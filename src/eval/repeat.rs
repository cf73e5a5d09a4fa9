//! The repeat operator: Kleene-plus by fixed point.
//!
//! Each in-flight match carries the sub row it grew from, the output and
//! path sequences accumulated so far, the set of objects already
//! visited, and the object it currently stands on. Every iteration
//! evaluates the body once over the deduplicated current objects and
//! extends each match by every body row that starts where the match
//! stands. Each extension is itself a result (any prefix of a longer
//! walk is a walk); a match stops extending when it revisits an object
//! or nothing continues from it. Visited-set loop detection is what
//! makes this terminate on cyclic graphs.
//!
//! Every result took at least one step; a seed that cannot step yields
//! nothing. Zero-or-more behavior comes from the optional() wrapper the
//! normalizer puts around repetition.

use anyhow::Result;

use crate::ast::tc::{TcExpr, TcExprKind};
use crate::value::Value;

use super::{child_cols, position, rows, Evaluator};

struct Match {
    /// The sub row this walk grew from.
    row: Value,
    outputs: Vec<Value>,
    paths: Vec<Value>,
    visited: Vec<Value>,
    current: Value,
}

pub(super) fn eval_repeat(ev: &mut Evaluator, te: &TcExpr) -> Result<Value> {
    let TcExprKind::Repeat {
        sub,
        subendcolumn,
        loopvar,
        bodystartcolumn,
        body,
        bodypathcolumn,
        bodyendcolumn,
        repeatpathcolumn,
        ..
    } = &te.kind
    else {
        unreachable!()
    };

    let sub_ct = child_cols(sub)?;
    let start_ix = position(sub_ct, subendcolumn)?;

    let body_ct = child_cols(body)?;
    let body_start_ix = position(body_ct, bodystartcolumn)?;
    let body_end_ix = position(body_ct, bodyendcolumn)?;
    let body_path_ix = match bodypathcolumn {
        Some(c) => Some(position(body_ct, c)?),
        None => None,
    };
    let other_ixs: Vec<usize> = (0..body_ct.arity())
        .filter(|i| {
            *i != body_start_ix && *i != body_end_ix && Some(*i) != body_path_ix
        })
        .collect();

    // seed one match per input row
    let (sub_rows, _) = rows(ev.eval(sub)?);
    let mut active: Vec<Match> = sub_rows
        .iter()
        .map(|row| {
            let current = row.tuple_get(start_ix).clone();
            Match {
                row: row.clone(),
                outputs: Vec::new(),
                paths: Vec::new(),
                visited: vec![current.clone()],
                current,
            }
        })
        .collect();

    let mut out: Vec<Value> = Vec::new();
    let mut iterations = 0usize;

    while !active.is_empty() {
        iterations += 1;

        // evaluate the body once over the deduplicated current objects
        let mut currents: Vec<Value> = Vec::new();
        for m in &active {
            if !m.current.is_nil() && !currents.contains(&m.current) {
                currents.push(m.current.clone());
            }
        }
        let body_rows = if currents.is_empty() {
            Vec::new()
        } else {
            let bound = Value::Set(currents);
            let v = ev.with_binding(loopvar, bound, |ev| ev.eval(body))?;
            rows(v).0
        };

        let mut next: Vec<Match> = Vec::new();
        for m in active {
            for brow in &body_rows {
                if brow.tuple_get(body_start_ix) != &m.current {
                    continue;
                }

                let newcurrent = brow.tuple_get(body_end_ix).clone();
                let mut nm = Match {
                    row: m.row.clone(),
                    outputs: m.outputs.clone(),
                    paths: m.paths.clone(),
                    visited: m.visited.clone(),
                    current: newcurrent.clone(),
                };
                if let Some(pix) = body_path_ix {
                    match brow.tuple_get(pix) {
                        Value::Sequence(items) | Value::Set(items) => {
                            nm.paths.extend(items.iter().cloned())
                        }
                        Value::Nil => {}
                        one => nm.paths.push(one.clone()),
                    }
                }
                if !other_ixs.is_empty() {
                    nm.outputs.push(if other_ixs.len() == 1 {
                        brow.tuple_get(other_ixs[0]).clone()
                    } else {
                        Value::Tuple(
                            other_ixs
                                .iter()
                                .map(|i| brow.tuple_get(*i).clone())
                                .collect(),
                        )
                    });
                }

                // every extension is a result row in its own right
                out.push(emit(&nm, &other_ixs, repeatpathcolumn.is_some()));

                // looping back to a visited object ends the walk
                if m.visited.contains(&newcurrent) || newcurrent.is_nil() {
                    continue;
                }
                nm.visited.push(newcurrent);
                next.push(nm);
            }
        }
        active = next;
    }

    ev.trace(|| format!("repeat: {} iterations, {} rows", iterations, out.len()));
    Ok(Value::Set(out))
}

/// A result row: the originating sub row, then the collected outputs,
/// then the collected path, then the endpoint.
fn emit(m: &Match, other_ixs: &[usize], with_path: bool) -> Value {
    let mut row = m.row.clone();
    if !other_ixs.is_empty() {
        row = row.tuple_add(Value::Sequence(m.outputs.clone()));
    }
    if with_path {
        row = row.tuple_add(Value::Sequence(m.paths.clone()));
    }
    row.tuple_add(m.current.clone())
}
══════════
Starting from the first line of the records above, retype each line exactly up to and including the one that contains "let start_ix = position(sub_ct, subendcolumn)?;", and nothing more.

filename src/eval/repeat.rs
repository cf73e5a5d09a4fa9
//! The repeat operator: Kleene-plus by fixed point.
//!
//! Each in-flight match carries the sub row it grew from, the output and
//! path sequences accumulated so far, the set of objects already
//! visited, and the object it currently stands on. Every iteration
//! evaluates the body once over the deduplicated current objects and
//! extends each match by every body row that starts where the match
//! stands. Each extension is itself a result (any prefix of a longer
//! walk is a walk); a match stops extending when it revisits an object
//! or nothing continues from it. Visited-set loop detection is what
//! makes this terminate on cyclic graphs.
//!
//! Every result took at least one step; a seed that cannot step yields
//! nothing. Zero-or-more behavior comes from the optional() wrapper the
//! normalizer puts around repetition.

use anyhow::Result;

use crate::ast::tc::{TcExpr, TcExprKind};
use crate::value::Value;

use super::{child_cols, position, rows, Evaluator};

struct Match {
    /// The sub row this walk grew from.
    row: Value,
    outputs: Vec<Value>,
    paths: Vec<Value>,
    visited: Vec<Value>,
    current: Value,
}

pub(super) fn eval_repeat(ev: &mut Evaluator, te: &TcExpr) -> Result<Value> {
    let TcExprKind::Repeat {
        sub,
        subendcolumn,
        loopvar,
        bodystartcolumn,
        body,
        bodypathcolumn,
        bodyendcolumn,
        repeatpathcolumn,
        ..
    } = &te.kind
    else {
        unreachable!()
    };

    let sub_ct = child_cols(sub)?;
    let start_ix = position(sub_ct, subendcolumn)?;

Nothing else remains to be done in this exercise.